Work order
In the records below, how many lines hold the word "Serialize"? Give only the number.

Extracted records
· · · ·
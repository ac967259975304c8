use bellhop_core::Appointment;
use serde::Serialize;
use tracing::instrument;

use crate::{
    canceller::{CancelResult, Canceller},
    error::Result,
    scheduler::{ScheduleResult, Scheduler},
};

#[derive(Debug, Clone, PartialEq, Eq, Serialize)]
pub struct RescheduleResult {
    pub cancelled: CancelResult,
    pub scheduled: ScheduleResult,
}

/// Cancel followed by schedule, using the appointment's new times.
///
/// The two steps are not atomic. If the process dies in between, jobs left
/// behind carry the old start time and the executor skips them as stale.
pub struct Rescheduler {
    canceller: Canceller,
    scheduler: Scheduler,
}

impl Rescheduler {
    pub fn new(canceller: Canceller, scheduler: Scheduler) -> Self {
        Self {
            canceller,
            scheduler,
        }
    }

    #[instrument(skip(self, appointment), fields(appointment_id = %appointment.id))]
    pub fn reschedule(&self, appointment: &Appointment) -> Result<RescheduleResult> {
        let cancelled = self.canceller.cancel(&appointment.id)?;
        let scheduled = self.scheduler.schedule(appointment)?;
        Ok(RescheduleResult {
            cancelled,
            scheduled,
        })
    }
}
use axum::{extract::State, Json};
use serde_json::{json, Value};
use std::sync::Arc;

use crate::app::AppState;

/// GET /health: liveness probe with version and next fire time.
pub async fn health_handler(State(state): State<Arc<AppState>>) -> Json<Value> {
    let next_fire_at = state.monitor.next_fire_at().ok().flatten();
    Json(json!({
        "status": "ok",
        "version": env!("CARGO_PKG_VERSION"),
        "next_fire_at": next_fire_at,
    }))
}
· · · ·
Task response
2